I’m new at this. In fact, I technically haven’t even started tutoring officially yet. That starts Wednesday for me. It’s Friday.

So I may not be the best person to talk about friendship in the tutoring session. Perhaps I can look at this post as a temporal document, something to refer to later when I have experienced the development of relationships with writers from across the table. For now, I’m just pulling from some observations I’ve made and some theories I’ve bounced around.

The essential question here is, “Is it okay to be more forward– more directive– as we get to know the writer more?”

My version of the short answer to this question is this: “It depends.” What a cop out, right?

As soon as we get comfortable in any arena, we start to slack. Whether it’s not dressing to impress as much or putting less of an effort in, we find this a trend in social culture. In the tutoring session, this is just as much important for the writer as it is the tutor. The writer doesn’t put as much “umph” into his participation, and the tutor doesn’t play by the rules as much.

This is not a condemnation of inside joke moments or tangents between a tutor and writer who know each other well. Rather, this is a recognition of the specific moments imbedded in the texts themselves. When we hold the paper in front of us, it is an object that we are processing data out of, into, and off of. It is the text of the session. In the text, we find opportunities– sentence structure, idea clarification, grammar mistakes– that we present to the writer. It is in these opportunities that we make decisions as tutors. It’s harder for a mind to recognize these opportunities as what they are when we are already familiar with the person across from the table. When we’re comfortable, we just see the encounter as another relation, do we not?

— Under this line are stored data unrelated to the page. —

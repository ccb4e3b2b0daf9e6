//! Particle system

use parking_lot::{MappedRwLockReadGuard, MappedRwLockWriteGuard, RwLock, RwLockReadGuard, RwLockWriteGuard};
use std::any::{Any, TypeId};
use std::collections::HashMap;
use std::marker::PhantomData;

use crate::error::{Error, Result};

pub trait Property: 'static {
    type Subtype: Clone + Send + Sync + 'static;

    /// Name used for diagnostics.
    const NAME: &'static str;

    fn new() -> Self::Subtype;
}

pub type ReadGuard<'a, T> = MappedRwLockReadGuard<'a, [<T as Property>::Subtype]>;
pub type WriteGuard<'a, T> = MappedRwLockWriteGuard<'a, [<T as Property>::Subtype]>;

/// Per-particle property store.
///
/// Every property lives behind its own lock, so a kernel may write one field
/// while reading others. Requests which would alias fail with
/// [`Error::BorrowConflict`] instead of blocking.
pub struct Particles {
    num_particles: usize,
    properties: HashMap<TypeId, RwLock<Box<dyn Storage>>>,
}

impl Particles {
    pub fn new() -> Self {
        Particles {
            num_particles: 0,
            properties: HashMap::new(),
        }
    }

    pub fn add_property<T: Property>(&mut self) {
        let num_particles = self.num_particles;
        self.properties.entry(TypeId::of::<T>()).or_insert_with(|| {
            RwLock::new(Box::new(VecStorage::<T> {
                values: vec![T::new(); num_particles],
                marker: PhantomData,
            }))
        });
    }

    pub fn has_property<T: Property>(&self) -> bool {
        self.properties.contains_key(&TypeId::of::<T>())
    }

    pub fn read_property<T: Property>(&self) -> Result<ReadGuard<T>> {
        let lock = self.lock::<T>()?;
        let guard = lock.try_read().ok_or(Error::BorrowConflict { property: T::NAME })?;
        RwLockReadGuard::try_map(guard, |storage| {
            storage.as_any().downcast_ref::<VecStorage<T>>().map(|s| s.values.as_slice())
        })
        .map_err(|_| Error::MissingProperty { property: T::NAME })
    }

    pub fn write_property<T: Property>(&self) -> Result<WriteGuard<T>> {
        let lock = self.lock::<T>()?;
        let guard = lock.try_write().ok_or(Error::BorrowConflict { property: T::NAME })?;
        RwLockWriteGuard::try_map(guard, |storage| {
            storage.as_any_mut().downcast_mut::<VecStorage<T>>().map(|s| s.values.as_mut_slice())
        })
        .map_err(|_| Error::MissingProperty { property: T::NAME })
    }

    fn lock<T: Property>(&self) -> Result<&RwLock<Box<dyn Storage>>> {
        self.properties
            .get(&TypeId::of::<T>())
            .ok_or(Error::MissingProperty { property: T::NAME })
    }

    pub fn reserve(&mut self, additional: usize) {
        for property in self.properties.values_mut() {
            property.get_mut().reserve(additional);
        }
    }

    pub fn add_particles(&mut self, additional: usize) -> Builder {
        self.reserve(additional);
        self.num_particles += additional;
        Builder(self)
    }

    pub fn num_particles(&self) -> usize {
        self.num_particles
    }
}

impl Default for Particles {
    fn default() -> Self {
        Particles::new()
    }
}

pub struct Builder<'a>(&'a mut Particles);

impl<'a> Builder<'a> {
    /// Append initial values for a property.
    ///
    /// Unknown properties are ignored; the slice must cover exactly the
    /// newly added particles. On a length mismatch nothing is appended and
    /// the property is filled with defaults.
    pub fn with<T: Property>(&mut self, values: &[T::Subtype]) -> Result<&mut Self> {
        let num_particles = self.0.num_particles;
        if let Some(property) = self.0.properties.get_mut(&TypeId::of::<T>()) {
            if let Some(storage) = property.get_mut().as_any_mut().downcast_mut::<VecStorage<T>>() {
                let expected = num_particles - storage.values.len();
                if values.len() != expected {
                    return Err(Error::LengthMismatch {
                        property: T::NAME,
                        expected,
                        found: values.len(),
                    });
                }
                storage.values.extend_from_slice(values);
            }
        }

        Ok(self)
    }
}

impl<'a> Drop for Builder<'a> {
    fn drop(&mut self) {
        // fill remaining properties with default values
        let num_particles = self.0.num_particles;
        for property in self.0.properties.values_mut() {
            let storage = property.get_mut();
            let remaining = num_particles.saturating_sub(storage.len());
            if remaining > 0 {
                storage.fill(remaining);
            }
        }
    }
}

pub trait Storage: Any + Send + Sync {
    fn len(&self) -> usize;
    fn reserve(&mut self, additional: usize);
    fn fill(&mut self, additional: usize);
    fn as_any(&self) -> &dyn Any;
    fn as_any_mut(&mut self) -> &mut dyn Any;
}

struct VecStorage<T: Property> {
    values: Vec<T::Subtype>,
    marker: PhantomData<fn() -> T>,
}

impl<T: Property> Storage for VecStorage<T> {
    fn len(&self) -> usize {
        self.values.len()
    }

    fn reserve(&mut self, additional: usize) {
        self.values.reserve(additional);
    }

    fn fill(&mut self, additional: usize) {
        let len = self.values.len();
        self.values.resize(len + additional, T::new());
    }

    fn as_any(&self) -> &dyn Any {
        self
    }

    fn as_any_mut(&mut self) -> &mut dyn Any {
        self
    }
}

#[cfg(test)]
mod tests {
    use super::*;

    struct Weight;
    impl Property for Weight {
        type Subtype = f64;
        const NAME: &'static str = "Weight";
        fn new() -> f64 {
            1.0
        }
    }

    struct Tag;
    impl Property for Tag {
        type Subtype = i32;
        const NAME: &'static str = "Tag";
        fn new() -> i32 {
            0
        }
    }

    #[test]
    fn builder_fills_defaults() {
        let mut particles = Particles::new();
        particles.add_property::<Weight>();
        particles.add_property::<Tag>();
        particles.add_particles(3).with::<Tag>(&[4, 5, 6]).unwrap();

        assert_eq!(particles.num_particles(), 3);
        assert_eq!(&*particles.read_property::<Weight>().unwrap(), &[1.0, 1.0, 1.0]);
        assert_eq!(&*particles.read_property::<Tag>().unwrap(), &[4, 5, 6]);
    }

    #[test]
    fn property_added_later_matches_count() {
        let mut particles = Particles::new();
        particles.add_property::<Tag>();
        particles.add_particles(2);
        particles.add_property::<Weight>();
        assert_eq!(particles.read_property::<Weight>().unwrap().len(), 2);
    }

    #[test]
    fn disjoint_properties_can_be_borrowed_together() {
        let mut particles = Particles::new();
        particles.add_property::<Weight>();
        particles.add_property::<Tag>();
        particles.add_particles(2);

        let weights = particles.read_property::<Weight>().unwrap();
        let mut tags = particles.write_property::<Tag>().unwrap();
        tags[1] = weights[1] as i32 + 1;
        assert_eq!(tags[1], 2);
    }

    #[test]
    fn aliasing_write_is_rejected() {
        let mut particles = Particles::new();
        particles.add_property::<Tag>();
        particles.add_particles(1);

        let _tags = particles.read_property::<Tag>().unwrap();
        match particles.write_property::<Tag>() {
            Err(Error::BorrowConflict { property }) => assert_eq!(property, "Tag"),
            Err(e) => panic!("unexpected error: {}", e),
            Ok(_) => panic!("aliasing write granted"),
        };
    }

    #[test]
    fn missing_property_is_reported() {
        let particles = Particles::new();
        match particles.read_property::<Weight>() {
            Err(Error::MissingProperty { property }) => assert_eq!(property, "Weight"),
            _ => panic!("expected missing property"),
        };
    }

    #[test]
    fn builder_rejects_wrong_length() {
        let mut particles = Particles::new();
        particles.add_property::<Weight>();
        particles.add_property::<Tag>();

        {
            let mut builder = particles.add_particles(2);
            match builder.with::<Tag>(&[1, 2, 3]) {
                Err(Error::LengthMismatch { property, expected, found }) => {
                    assert_eq!((property, expected, found), ("Tag", 2, 3))
                }
                _ => panic!("expected length mismatch"),
            };
            assert!(builder.with::<Weight>(&[0.5]).is_err());
        }

        // rejected values are replaced by defaults
        assert_eq!(&*particles.read_property::<Tag>().unwrap(), &[0, 0]);
        assert_eq!(&*particles.read_property::<Weight>().unwrap(), &[1.0, 1.0]);
    }
}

It’s when this happens that the puddle gets murky.

Getting back to my cop out, I think it’s important to be aware of the approach we take as tutors in each session (regarding directive versus non-directive). But in addition to that, we should also have mental tabs on the relationship we have with the writer and how that relationship parallels the nature of the session. Do we find ourselves just telling Jody what to do every time that she doesn’t come up with the answer herself? Do we just fix spellings without another thought because we want her paper to be good, but we don’t have time in the session to talk about everything? Is she improving from session to session, or are you just fixing mistakes?

How does the writer who is your friend compare to the writers that aren’t? How do their sessions compare?

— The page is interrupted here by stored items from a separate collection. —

//! Smoothing Kernels

use std::f64::consts::PI;

use crate::error::{Error, Result};
use crate::math::Real;

pub trait Kernel<T: Real>: Sync {
    /// Radius beyond which the kernel vanishes.
    fn cutoff(&self) -> T;

    fn w(&self, radius: T) -> T;

    /// Radial derivative `dW/dr`, non-positive inside the support.
    fn dw(&self, radius: T) -> T;
}

/// Wendland C2 kernel with support radius `2h`.
///
/// Ref: [Wen95]
#[derive(Copy, Clone, Debug)]
pub struct WendlandC2<T: Real> {
    h: T,
    w_const: T,
    dw_const: T,
}

impl<T: Real> WendlandC2<T> {
    pub fn new(smoothing_length: T, dimensions: usize) -> Result<Self> {
        if smoothing_length <= T::zero() {
            return Err(Error::InvalidParameter {
                name: "smoothing_length",
                reason: format!("must be positive, got {:?}", smoothing_length),
            });
        }

        let h = smoothing_length;
        let pi = T::new(PI);
        let w_const = match dimensions {
            1 => T::new(3.0 / 4.0) / h,
            2 => T::new(7.0 / 4.0) / (pi * h.powi(2)),
            3 => T::new(21.0 / 16.0) / (pi * h.powi(3)),
            _ => {
                return Err(Error::InvalidParameter {
                    name: "dimensions",
                    reason: format!("expected 1, 2 or 3, got {}", dimensions),
                })
            }
        };

        Ok(WendlandC2 {
            h,
            w_const,
            dw_const: w_const * T::new(-5.0) / h,
        })
    }

    pub fn smoothing_length(&self) -> T {
        self.h
    }
}

impl<T: Real> Kernel<T> for WendlandC2<T> {
    fn cutoff(&self) -> T {
        self.h * T::new(2.0)
    }

    fn w(&self, radius: T) -> T {
        debug_assert!(radius >= T::zero());

        let q = radius / self.h;
        if q >= T::new(2.0) {
            return T::zero();
        }

        let diff = T::one() - q * T::new(0.5);
        self.w_const * diff.powi(4) * (T::one() + q * T::new(2.0))
    }

    fn dw(&self, radius: T) -> T {
        debug_assert!(radius >= T::zero());

        let q = radius / self.h;
        if q >= T::new(2.0) {
            return T::zero();
        }

        let diff = T::one() - q * T::new(0.5);
        self.dw_const * q * diff.powi(3)
    }
}
//! Ports implemented by the infrastructure crates

mod identity;
mod media;
mod repositories;

pub use identity::IdentityProvider;
pub use media::{ImagePickerOptions, MediaLibrary};
pub use repositories::{CommentRepository, RepoResult, StatusRepository};
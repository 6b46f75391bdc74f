//! # findr-service
//!
//! Application layer containing the screen state machines (landing gate,
//! sign-in, sign-up, feed, profile), the navigation shell they drive, and
//! request DTOs.
//!
//! Screens own their live subscriptions and are driven from a single task:
//! user actions are `&mut self` methods, and `next_update().await` applies
//! the next live delivery to local state.

pub mod dto;
pub mod services;
pub mod shell;

pub use services::{
    AuthService, Avatar, Composer, ComposerMode, FeedScreen, FeedUpdate, GateUpdate, IdentityGate,
    ProfileScreen, ProfileSection, ProfileUpdate, ServiceContext, ServiceContextBuilder,
    ServiceError, ServiceResult, SignInScreen, SignUpScreen, SubscriptionSlot, DEFAULT_AVATAR,
};
pub use shell::{Alert, HomeTab, Navigation, RecordingShell, Route, Shell};
//! Domain error types

mod domain_error;

pub use domain_error::DomainError;
//! Domain errors - error types for the domain layer

use thiserror::Error;

use crate::value_objects::DocumentId;

/// Domain layer errors
///
/// Messages are shown to the user verbatim, so they read as sentences.
#[derive(Debug, Clone, PartialEq, Eq, Error)]
pub enum DomainError {
    // =========================================================================
    // Not Found Errors
    // =========================================================================
    #[error("No document to update: {collection}/{id}")]
    DocumentNotFound { collection: String, id: DocumentId },

    // =========================================================================
    // Validation Errors
    // =========================================================================
    #[error("Text cannot be empty")]
    EmptyText,

    #[error("Passwords do not match.")]
    PasswordMismatch,

    #[error("Validation error: {0}")]
    ValidationError(String),

    // =========================================================================
    // Identity Provider Errors
    // =========================================================================
    #[error("The email address is badly formatted. (auth/invalid-email)")]
    InvalidEmail,

    #[error("Password should be at least {min} characters. (auth/weak-password)")]
    WeakPassword { min: usize },

    #[error("The email address is already in use by another account. (auth/email-already-in-use)")]
    EmailAlreadyInUse,

    #[error("The email or password is incorrect. (auth/invalid-credential)")]
    InvalidCredential,

    #[error("No user is currently signed in. (auth/no-current-user)")]
    NoCurrentUser,

    // =========================================================================
    // Permission Errors
    // =========================================================================
    #[error("Permission denied: {0}")]
    PermissionDenied(String),

    // =========================================================================
    // Infrastructure Errors (wrapped)
    // =========================================================================
    #[error("Store unavailable: {0}")]
    Unavailable(String),

    #[error("Malformed document {collection}/{id}: {reason}")]
    MalformedDocument {
        collection: String,
        id: DocumentId,
        reason: String,
    },

    #[error("Internal error: {0}")]
    InternalError(String),
}

impl DomainError {
    /// Create a not found error for a document
    pub fn document_not_found(collection: impl Into<String>, id: DocumentId) -> Self {
        Self::DocumentNotFound {
            collection: collection.into(),
            id,
        }
    }

    /// Create a malformed-document error
    pub fn malformed(collection: impl Into<String>, id: DocumentId, reason: impl Into<String>) -> Self {
        Self::MalformedDocument {
            collection: collection.into(),
            id,
            reason: reason.into(),
        }
    }

    /// Get an error code string for logs and alerts
    pub fn code(&self) -> &'static str {
        match self {
            Self::DocumentNotFound { .. } => "NOT_FOUND",

            Self::EmptyText => "EMPTY_TEXT",
            Self::PasswordMismatch => "PASSWORD_MISMATCH",
            Self::ValidationError(_) => "VALIDATION_ERROR",

            Self::InvalidEmail => "INVALID_EMAIL",
            Self::WeakPassword { .. } => "WEAK_PASSWORD",
            Self::EmailAlreadyInUse => "EMAIL_ALREADY_IN_USE",
            Self::InvalidCredential => "INVALID_CREDENTIAL",
            Self::NoCurrentUser => "NO_CURRENT_USER",

            Self::PermissionDenied(_) => "PERMISSION_DENIED",

            Self::Unavailable(_) => "UNAVAILABLE",
            Self::MalformedDocument { .. } => "MALFORMED_DOCUMENT",
            Self::InternalError(_) => "INTERNAL_ERROR",
        }
    }

    pub fn is_not_found(&self) -> bool {
        matches!(self, Self::DocumentNotFound { .. })
    }

    /// Errors raised locally before any remote call
    pub fn is_validation(&self) -> bool {
        matches!(
            self,
            Self::EmptyText | Self::PasswordMismatch | Self::ValidationError(_)
        )
    }

    /// Rejections reported by the identity provider
    pub fn is_identity(&self) -> bool {
        matches!(
            self,
            Self::InvalidEmail
                | Self::WeakPassword { .. }
                | Self::EmailAlreadyInUse
                | Self::InvalidCredential
                | Self::NoCurrentUser
        )
    }

    pub fn is_permission(&self) -> bool {
        matches!(self, Self::PermissionDenied(_))
    }
}
//! Stored document

use chrono::{DateTime, Utc};
use findr_core::DocumentId;
use serde_json::{Map, Value};

use super::path;

/// A document as held by the store and delivered to readers
#[derive(Debug, Clone, PartialEq)]
pub struct Document {
    pub id: DocumentId,
    pub fields: Map<String, Value>,
    pub create_time: DateTime<Utc>,
    pub update_time: DateTime<Utc>,
}

impl Document {
    /// Value at a dotted field path
    pub fn get(&self, field_path: &str) -> Option<&Value> {
        path::get(&self.fields, field_path)
    }

    pub fn get_str(&self, field_path: &str) -> Option<&str> {
        self.get(field_path).and_then(Value::as_str)
    }

    pub fn get_i64(&self, field_path: &str) -> Option<i64> {
        self.get(field_path).and_then(Value::as_i64)
    }

    /// The fields as a JSON object, for deserializing into a model
    pub fn to_value(&self) -> Value {
        Value::Object(self.fields.clone())
    }
}
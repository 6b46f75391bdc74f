//! Error handling utilities for repositories

use findr_core::DomainError;
use tracing::warn;

use crate::document::Document;

/// Map every document, dropping (and logging) the ones that fail to decode
pub fn decode_all<T, F>(docs: &[Document], mut decode: F) -> Vec<T>
where
    F: FnMut(&Document) -> Result<T, DomainError>,
{
    docs.iter()
        .filter_map(|doc| match decode(doc) {
            Ok(entity) => Some(entity),
            Err(e) => {
                warn!(id = %doc.id, error = %e, "Skipping malformed document");
                None
            }
        })
        .collect()
}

Ultimately, we can’t forget the mantra that most writing centers adapt: we’re here to make better writers. Are we doing that? I think that asking this question can better adjust our choices to approach people we know all too well when it comes to helping out from the other side of the table.

P.S. I wrote this post not as an argument, but rather to think more about this issue and perhaps to get some feedback from those with the experience necessary to compose a thesis.